Não adianta, portanto, devorar ano após ano novas tecnologias e linguagens de programação e não se tornar sênior em nenhuma delas. E se sênior, no Brasil, é um conceito que se aplica a profissionais que têm “x” anos de experiência, em outros países é aquele cara que, independentemente da idade, domina uma determinada plataforma e se torna referência junto aos colegas e à organização.

Vale muito mais a pena dedicar parte do seu tempo para dominar profundamente a tecnologia adotada pela empresa onde você está trabalhando do que se dedicar exclusivamente às tendências do ano seguinte.
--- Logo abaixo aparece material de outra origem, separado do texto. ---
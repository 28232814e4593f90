pub mod colormap;
pub mod crop;
pub mod decode;
pub mod glyphs;
pub mod mask;
pub mod ops;
pub mod pipeline;
pub mod render;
Mas especialização não se refere só a tecnologia. É muito comum que empresas sofram por não ter um técnico que conheça o negócio atendido por determinado sistema. Às vezes temos 15 pessoas na equipe que conhecem Java muito bem, mas ninguém que possa conversar com o usuário, analisar o impacto da solicitação, desenhar e implementar uma solução e planejar os testes no sistema de cobrança. Conhece-se bastante as ferramentas utilizadas, mas domina-se pouco as funcionalidades e as regras de negócio envolvidas na operação.
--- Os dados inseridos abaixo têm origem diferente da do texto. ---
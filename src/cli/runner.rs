use chrono::NaiveDate;
use tracing::{info, warn};
use tracing_subscriber::EnvFilter;

use ndvipro::{
    AcquisitionLayout, ExtractOutcome, PipelineParams, PixelCoord, TileId, process_acquisition,
};

use super::args::CliArgs;
use super::errors::AppError;

fn init_logging(verbose: bool) {
    let default = if verbose { "debug" } else { "info" };
    let filter = EnvFilter::try_from_default_env().unwrap_or_else(|_| EnvFilter::new(default));
    tracing_subscriber::fmt().with_env_filter(filter).init();
}

fn parse_coord(value: f64) -> Result<f64, AppError> {
    if value.is_finite() {
        Ok(value)
    } else {
        Err(AppError::InvalidCoordinate { value })
    }
}

pub fn run(args: CliArgs) -> Result<(), Box<dyn std::error::Error>> {
    init_logging(args.log);

    let date = NaiveDate::parse_from_str(&args.date, "%Y-%m-%d").map_err(|_| {
        AppError::InvalidDate {
            date: args.date.clone(),
        }
    })?;
    let center = PixelCoord::from_f64(parse_coord(args.img_x)?, parse_coord(args.img_y)?);

    let mut params = match &args.config {
        Some(path) => PipelineParams::from_json_file(path).map_err(AppError::from)?,
        None => PipelineParams::default(),
    };
    if let Some(source) = args.crop_source {
        params.crop_source = source;
    }
    if let Some(map) = args.colormap {
        params.colormap = map;
    }

    let layout = AcquisitionLayout::new(
        &args.work_dir,
        date,
        TileId {
            v: args.tile_v,
            h: args.tile_h,
        },
    );
    info!(
        "Processing {} tile T{:02}{:02}, target ({}, {})",
        date, args.tile_v, args.tile_h, center.x, center.y
    );

    let raw_dir = (!args.skip_extract).then_some(args.container_dir.as_path());
    let report = process_acquisition(&layout, raw_dir, Some(center), &params)
        .map_err(AppError::from)?;

    for (band, outcome) in &report.extracted {
        if *outcome == ExtractOutcome::NotFound {
            warn!("{} band was not extracted", band);
        }
    }
    for path in &report.images {
        info!("Wrote {:?}", path);
    }
    Ok(())
}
Que perfil sua empresa tem mais dificuldade para repor? Quando ela precisa contratar, qual plataforma recebe menos currículos? Que aplicações sofrem mais com a falta de especialistas? Esse é o nicho que essa empresa precisa. Você não pretende passar mais muito tempo trabalhando para ela? Ok, então tente descobrir qual é o nicho na empresa para onde você pretende ir.

Conclusão

Resolver problemas, aprender sozinho e tornar-se referência em determinado assunto: esses são os grandes diferenciais no mercado. Existem outros, sem dúvida, mas para aqueles que não querem ser “mais do mesmo”, é essencial correr atrás desses três objetivos.

É importante também saber falar sobre isso. Mais do que um currículo cheio de cursos e certificações, o entrevistador muitas vezes quer ouvir a sua história, de sucessos e derrotas. Chamará mais atenção aquele profissional que conta como ajudou a resolver um grande problema no projeto anterior ou que demonstre conhecimento profundo sobre determinada tecnologia ou determinado ramo de negócio.

É preciso mostrar para seu chefe (ou para o recrutador) que ali, na frente dele, está um profissional com quem ele pode contar quando as coisas ficarem feias. Porque gente que se diz pró-ativo, colaborativo, perfeccionista e que promete vestir a camisa… ah, desses o processo seletivo está sempre cheio.